# THE INPUT:

........

impl SleepTracker {
    /// Build a tracker from persisted state. No timer is armed until
    /// [`SleepTracker::boot`] or the first goal update.
    pub fn new(deps: TrackerDeps, config: SchedulerConfig) -> Result<Self> {
        let inner = Inner {
            scheduler: ReminderScheduler::new(config, deps.timer),
            goal: deps.goals.read()?,
            mascot: deps.state.mascot()?,
            message: deps.state.message()?,
            last_wake: None,
            rng: StdRng::from_entropy(),
        };
        Ok(Self {
            clock: deps.clock,
            goals: deps.goals,
            history: deps.history,
            state: deps.state,
            sink: deps.sink,
            inner: Mutex::new(inner),
        })
    }

    /// Replace the message/notification RNG (deterministic tests).
    pub fn with_rng(mut self, rng: StdRng) -> Self {
        self.inner.get_mut().rng = rng;
        self
    }

    // ── Queries ──────────────────────────────────────────────────────

    /// Full state for display.
    pub async fn snapshot(&self) -> Result<Event> {
        let inner = self.inner.lock().await;
        let now = self.clock.now();
        let tracking = self.state.tracking()?;
        let last = self.history.last_session()?;
        let streak = effective_streak(
            last.as_ref().map(|r| r.streak),
            last.as_ref().and_then(|r| r.session.end_time),
            now,
            tracking.is_tracking,
        )
        .streak;

        Ok(Event::StateSnapshot {
            goal: inner.goal,
            is_tracking: tracking.is_tracking,
            tracking_since: tracking.started_at,
            streak,
            mascot: inner.mascot,
            animation: inner.mascot.animation().to_string(),
            message: inner.message,
            last_session: last.map(|r| r.session),
            pending: inner.scheduler.pending(),
            at: now,
        })
    }

    pub async fn goal(&self) -> SleepGoal {
        self.inner.lock().await.goal
    }

    pub async fn mascot(&self) -> MascotState {
        self.inner.lock().await.mascot
    }

    // ── Commands ─────────────────────────────────────────────────────

    /// Rebuild everything after a process start: goal, streak decay, the
    /// whole trigger table and the mood.
    pub async fn boot(&self) -> Result<Vec<Event>> {
        let mut inner = self.inner.lock().await;
        let now = self.clock.now();
        let mut events = Vec::new();

        inner.goal = self.goals.read()?;
        let tracking = self.state.tracking()?;
        events.extend(self.correct_streak(now, tracking.is_tracking)?);

        let last_wake = self.history.last_session()?.and_then(|r| r.session.end_time);
        let goal = inner.goal;
        let live_since = tracking.started_at.filter(|_| tracking.is_tracking);
        inner.scheduler.restore(&goal, now, live_since, last_wake);
        inner.last_wake = last_wake;

        let mood = self.compute_mood(&inner, now)?;
        events.extend(self.set_mood(&mut inner, mood, now)?);

        tracing::info!(
            tracking = tracking.is_tracking,
            pending = inner.scheduler.pending().len(),
            mascot = %inner.mascot,
            "tracker booted"
        );
        Ok(events)
    }

    /// Begin a live session. `None` when one is already running.
    pub async fn start(&self) -> Result<Option<Event>> {
        let mut inner = self.inner.lock().await;
        let now = self.clock.now();

        if self.state.tracking()?.is_tracking {
            tracing::debug!("start ignored, already tracking");
            return Ok(None);
        }

        // Decay a streak left idle for a day before this night extends it.
        self.correct_streak(now, false)?;

        self.state.set_tracking(Some(now))?;
        let goal = inner.goal;
        let stop_reminder_at = inner.scheduler.arm_stop_reminder(now, &goal, now);

        self.set_message(&mut inner, MessageState::Default)?;
        self.set_mood(&mut inner, MascotState::Neutral, now)?;

        tracing::info!(started_at = %now, "sleep tracking started");
        Ok(Some(Event::TrackingStarted {
            started_at: now,
            stop_reminder_at,
            mascot: inner.mascot,
        }))
    }

    /// Finish the live session. `None` when idle, or when the stored start
    /// time is unusable (it is discarded).
    pub async fn stop(&self) -> Result<Option<Event>> {
        let mut inner = self.inner.lock().await;
        let now = self.clock.now();

        let tracking = self.state.tracking()?;
        if !tracking.is_tracking {
            tracing::debug!("stop ignored, not tracking");
            return Ok(None);
        }
        let Some(started_at) = tracking.started_at else {
            tracing::warn!("discarding live session without a readable start time");
            self.state.set_tracking(None)?;
            inner.scheduler.cancel_stop_reminder();
            return Ok(None);
        };

        let goal = inner.goal;
        let live = SleepSession::live(started_at);
        let measured = live.clone().finish(now, false);
        let goal_met = is_goal_met(&measured, &goal);
        let exceeded = exceeded_limit(&measured, &goal);
        let session = live.finish(now, goal_met);

        let last_streak = self.history.last_streak()?.unwrap_or(0);
        let streak = next_streak(last_streak, goal_met);
        let Some(record_id) = self.history.finish_session(&session, streak)? else {
            tracing::debug!("stop ignored, session already finished elsewhere");
            inner.scheduler.cancel_stop_reminder();
            return Ok(None);
        };

        let (message, mood) = if streak == SPECIAL_STREAK_DAYS {
            (MessageState::ThirtyDayStreak, MascotState::Special)
        } else if streak == goal.target_streak_days {
            (MessageState::TargetStreak, MascotState::ExtremelyHappy)
        } else if goal_met {
            (MessageState::GoalMet, MascotState::Happy)
        } else if exceeded {
            (MessageState::ForgotToStop, MascotState::Angry)
        } else {
            (MessageState::GoalNotMet, MascotState::Angry)
        };

        inner.scheduler.cancel_stop_reminder();
        inner.scheduler.arm_post_sleep(now, now);
        inner.last_wake = Some(now);

        self.set_message(&mut inner, message)?;
        self.set_mood(&mut inner, mood, now)?;
        let message_text = message.text(&mut inner.rng).to_string();

        tracing::info!(
            id = record_id,
            minutes = session.duration_minutes.unwrap_or(0),
            goal_met,
            streak,
            mascot = %mood,
            "sleep tracking stopped"
        );
        Ok(Some(Event::TrackingStopped {
            session,
            streak,
            exceeded_limit: exceeded,
            mascot: inner.mascot,
            message,
            message_text,
        }))
    }

    /// Validate, persist and apply a new goal. The streak is kept.
    pub async fn update_goal(&self, goal: SleepGoal) -> Result<Event> {
        goal.validate()?;
        let mut inner = self.inner.lock().await;
        let now = self.clock.now();
        self.goals.write(&goal)?;
        self.apply_goal(&mut inner, goal, now)
    }

    /// Apply a goal written elsewhere. `None` when it is already armed.
    pub async fn on_goal_changed(&self, goal: SleepGoal) -> Result<Option<Event>> {
        let mut inner = self.inner.lock().await;
        if inner.scheduler.goal() == Some(&goal) {
            return Ok(None);
        }
        let now = self.clock.now();
        Ok(Some(self.apply_goal(&mut inner, goal, now)?))
    }

    /// Foreground refresh: streak decay and a fresh mood.
    pub async fn refresh(&self) -> Result<Vec<Event>> {
        let mut inner = self.inner.lock().await;
        let now = self.clock.now();
        let tracking = self.state.tracking()?;

        let mut events = Vec::new();
        events.extend(self.correct_streak(now, tracking.is_tracking)?);
        let mood = self.compute_mood(&inner, now)?;
        events.extend(self.set_mood(&mut inner, mood, now)?);
        Ok(events)
    }

    /// Handle a payload delivered by the timer service.
    ///
    /// Stale payloads are ignored. Recurring kinds are re-armed before the
    /// mood changes and before anything is shown to the user.
    pub async fn handle_fired(&self, payload: TriggerPayload) -> Result<Option<Event>> {
        let mut inner = self.inner.lock().await;
        let now = self.clock.now();
        self.sync_external(&mut inner, now)?;
        self.fire(&mut inner, &payload, now)
    }

    /// Pick up changes made by other processes, then fire every trigger
    /// whose time has passed without a delivery (e.g. across a suspend).
    /// Triggers missed by more than the configured grace only move on to
    /// their next occurrence.
    pub async fn reconcile(&self) -> Result<Vec<Event>> {
        let mut inner = self.inner.lock().await;
        let now = self.clock.now();
        let mut events = self.sync_external(&mut inner, now)?;

        let grace = inner.scheduler.config().missed_grace;
        for trigger in inner.scheduler.overdue(now) {
            if now - trigger.fire_at > grace {
                tracing::debug!(kind = %trigger.kind, fire_at = %trigger.fire_at, "skipping missed trigger");
                inner.scheduler.accept(&trigger, now);
                continue;
            }
            tracing::debug!(kind = %trigger.kind, fire_at = %trigger.fire_at, "delivering overdue trigger");
            events.extend(self.fire(&mut inner, &trigger, now)?);
        }
        Ok(events)
    }

    // ── Internal ─────────────────────────────────────────────────────

    fn apply_goal(&self, inner: &mut Inner, goal: SleepGoal, now: NaiveDateTime) -> Result<Event> {
        inner.goal = goal;
        let goal_version = inner.scheduler.update_goal(&goal, now);

        let tracking = self.state.tracking()?;
        if let (true, Some(started_at)) = (tracking.is_tracking, tracking.started_at) {
            inner.scheduler.arm_stop_reminder(started_at, &goal, now);
        }

        let mood = self.compute_mood(inner, now)?;
        self.set_mood(inner, mood, now)?;
        Ok(Event::GoalUpdated {
            goal,
            goal_version,
            at: now,
        })
    }

    fn fire(&self, inner: &mut Inner, payload: &TriggerPayload, now: NaiveDateTime) -> Result<Option<Event>> {
        let Some((trigger, rearmed_for)) = inner.scheduler.accept(payload, now) else {
            return Ok(None);
        };
        let kind = trigger.kind;
        let is_tracking = self.state.tracking()?.is_tracking;

        let mood = match kind.fire_mood() {
            FireMood::Set(state) => state,
            FireMood::Recompute => self.compute_mood(inner, now)?,
            FireMood::Unchanged => inner.mascot,
        };
        self.set_mood(inner, mood, now)?;

        let mut notified = false;
        if kind.notifies(is_tracking) {
            if let Some(notification) = reminder_notification(kind, &inner.goal, &mut inner.rng) {
                match self.sink.display(&notification) {
                    Ok(()) => notified = true,
                    Err(e) => tracing::warn!(kind = %kind, error = %e, "notification not shown"),
                }
            }
        }

        tracing::info!(kind = %kind, notified, mascot = %inner.mascot, "trigger fired");
        Ok(Some(Event::TriggerFired {
            kind,
            at: now,
            rearmed_for,
            notified,
            mascot: inner.mascot,
        }))
    }

    /// Align the in-memory view with what other processes persisted: the
    /// goal, the live session's reminder, the post-sleep transitions and the
    /// cached mood.
    fn sync_external(&self, inner: &mut Inner, now: NaiveDateTime) -> Result<Vec<Event>> {
        let mut events = Vec::new();

        if self.goals.reload()? {
            let goal = self.goals.read()?;
            if inner.scheduler.goal() != Some(&goal) {
                events.push(self.apply_goal(inner, goal, now)?);
            }
        }

        let tracking = self.state.tracking()?;
        let armed_for = inner
            .scheduler
            .get(TriggerKind::StopTrackingReminder)
            .map(|t| t.stamp);
        match (tracking.is_tracking, tracking.started_at) {
            (true, Some(started_at)) if armed_for != Some(TriggerStamp::Session(started_at)) => {
                let goal = inner.goal;
                inner.scheduler.arm_stop_reminder(started_at, &goal, now);
            }
            (false, _) if armed_for.is_some() => inner.scheduler.cancel_stop_reminder(),
            _ => {}
        }

        let last_wake = self.history.last_session()?.and_then(|r| r.session.end_time);
        if last_wake != inner.last_wake {
            if let Some(ended_at) = last_wake {
                inner.scheduler.arm_post_sleep(ended_at, now);
            }
            inner.last_wake = last_wake;
        }

        inner.mascot = self.state.mascot()?;
        inner.message = self.state.message()?;
        Ok(events)
    }

    /// Apply the inactivity decay to the stored tail streak.
    fn correct_streak(&self, now: NaiveDateTime, is_tracking: bool) -> Result<Option<Event>> {
        let Some(last) = self.history.last_session()? else {
            return Ok(None);
        };
        let check = effective_streak(Some(last.streak), last.session.end_time, now, is_tracking);
        if !check.reset_stored {
            return Ok(None);
        }
        self.history.overwrite_last_streak(0)?;
        tracing::info!(previous = last.streak, "streak reset after a day without sleep tracking");
        Ok(Some(Event::StreakReset {
            previous: last.streak,
            at: now,
        }))
    }

    fn compute_mood(&self, inner: &Inner, now: NaiveDateTime) -> Result<MascotState> {
        let is_tracking = self.state.tracking()?.is_tracking;
        let last = self.history.last_session()?;
        let streak = effective_streak(
            last.as_ref().map(|r| r.streak),
            last.as_ref().and_then(|r| r.session.end_time),
            now,
            is_tracking,
        )
        .streak;
        Ok(mascot_state(
            now,
            &inner.goal,
            is_tracking,
            streak,
            last.as_ref().map(|r| &r.session),
        ))
    }

    fn set_mood(&self, inner: &mut Inner, mood: MascotState, now: NaiveDateTime) -> Result<Option<Event>> {
        if inner.mascot == mood {
            return Ok(None);
        }
        self.state.set_mascot(mood)?;
        let from = std::mem::replace(&mut inner.mascot, mood);
        tracing::debug!(%from, to = %mood, "mascot mood changed");
        Ok(Some(Event::MascotChanged { from, to: mood, at: now }))
    }

    fn set_message(&self, inner: &mut Inner, message: MessageState) -> Result<()> {
        if inner.message != message {
            self.state.set_message(message)?;
            inner.message = message;
        }
        Ok(())
    }
}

........

Which lines hold the word "pending"? Return all of them from the records above.

# SOLUTION:
            pending: inner.scheduler.pending(),
            pending = inner.scheduler.pending().len(),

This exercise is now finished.